● Your instructions: If a line in the entries contains the string "async", include that line in your answer.

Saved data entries
*** Begin section ***

use std::cell::RefCell;
use std::rc::Rc;

use chrono::Local;
use taskdeck_shared::display::{
  EMPTY_LIST_MESSAGE,
  list_heading
};
use taskdeck_shared::{
  FetchOptions,
  Session,
  TaskListEnvelope,
  TaskListView
};
use yew::{
  Callback,
  Html,
  UseForceUpdateHandle,
  function_component,
  html,
  use_context,
  use_effect_with,
  use_force_update,
  use_mut_ref
};
use yew_router::prelude::Link;

use super::{
  Loader,
  TaskListRow,
  TokenPrompt
};
use crate::api::{
  UiFetch,
  use_fetch
};
use crate::app::{
  Route,
  SessionContext
};

/// Everything an async list operation
/// needs after the render that started
/// it is gone.
#[derive(Clone)]
struct ListDriver {
  view:    Rc<RefCell<TaskListView>>,
  fetch:   Rc<UiFetch>,
  session: Session,
  redraw:  UseForceUpdateHandle
}

impl ListDriver {
  async fn reload(&self) {
    let request = self
      .view
      .borrow_mut()
      .begin_refresh(&self.session);
    let Some(request) = request else {
      return;
    };
    self.redraw.force_update();

    let result = self
      .fetch
      .fetch_json::<TaskListEnvelope>(
        &request,
        FetchOptions::quiet()
      )
      .await
      .map(|envelope| envelope.tasks);
    self
      .view
      .borrow_mut()
      .finish_refresh(result);
    self.redraw.force_update();
  }

  fn delete(&self, id: String) {
    let request = self
      .view
      .borrow()
      .delete_request(&self.session, &id);
    let driver = self.clone();
    wasm_bindgen_futures::spawn_local(
      async move {
        if let Err(err) = driver
          .fetch
          .fetch(
            &request,
            FetchOptions::default()
          )
          .await
        {
          tracing::warn!(id = %id, error = %err, "delete failed");
        }
        driver.reload().await;
      }
    );
  }

  fn toggle(&self, id: String) {
    let request = self
      .view
      .borrow_mut()
      .toggle_status(&self.session, &id);
    let Some(request) = request else {
      return;
    };
    self.redraw.force_update();

    let driver = self.clone();
    wasm_bindgen_futures::spawn_local(
      async move {
        if let Err(err) = driver
          .fetch
          .fetch(
            &request,
            FetchOptions::quiet()
          )
          .await
        {
          tracing::warn!(id = %id, error = %err, "status update failed");
        }
        driver.reload().await;
      }
    );
  }
}

#[function_component(TaskListPage)]
pub fn task_list_page() -> Html {
  let ctx =
    use_context::<SessionContext>()
      .unwrap_or_default();
  let view =
    use_mut_ref(TaskListView::new);
  let redraw = use_force_update();
  let (fetch, syncing) = use_fetch();

  let driver = ListDriver {
    view: view.clone(),
    fetch,
    session: ctx.session.clone(),
    redraw
  };

  {
    let driver = driver.clone();
    use_effect_with(
      ctx.session.clone(),
      move |session| {
        if session.is_active() {
          wasm_bindgen_futures::spawn_local(
            async move {
              driver.reload().await;
            }
          );
        }
        || ()
      }
    );
  }

  if !ctx.session.is_active() {
    return html! {
        <TokenPrompt on_session={ctx.update.clone()} />
    };
  }

  let on_toggle = {
    let driver = driver.clone();
    Callback::from(move |id: String| {
      driver.toggle(id)
    })
  };
  let on_delete = {
    let driver = driver.clone();
    Callback::from(move |id: String| {
      driver.delete(id)
    })
  };

  let view = view.borrow();
  let rows = view.rows(Local::now());
  let first_load =
    view.is_loading() && rows.is_empty();

  html! {
      <div class="tasks">
          <div class="tasks-header">
              {
                  match list_heading(rows.len()) {
                      | Some(heading) => html! { <h2>{ heading }</h2> },
                      | None => html! { <span></span> }
                  }
              }
              {
                  if syncing {
                      html! { <span class="muted">{ "Syncing…" }</span> }
                  } else {
                      html! {}
                  }
              }
              <Link<Route> to={Route::AddTask} classes="btn primary">
                  { "+ Add new task" }
              </Link<Route>>
          </div>
          {
              if first_load {
                  html! { <Loader /> }
              } else if rows.is_empty() {
                  html! { <div class="panel empty"><span>{ EMPTY_LIST_MESSAGE }</span></div> }
              } else {
                  html! {
                      <div>
                          {
                              for rows.into_iter().map(|row| {
                                  let key = row.id.clone();
                                  html! {
                                      <TaskListRow
                                          key={key}
                                          row={row}
                                          on_toggle={on_toggle.clone()}
                                          on_delete={on_delete.clone()}
                                      />
                                  }
                              })
                          }
                      </div>
                  }
              }
          }
      </div>
  }
}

*** End section ***

● Answer box:
/// Everything an async list operation
  async fn reload(&self) {
      async move {
      async move {
            async move {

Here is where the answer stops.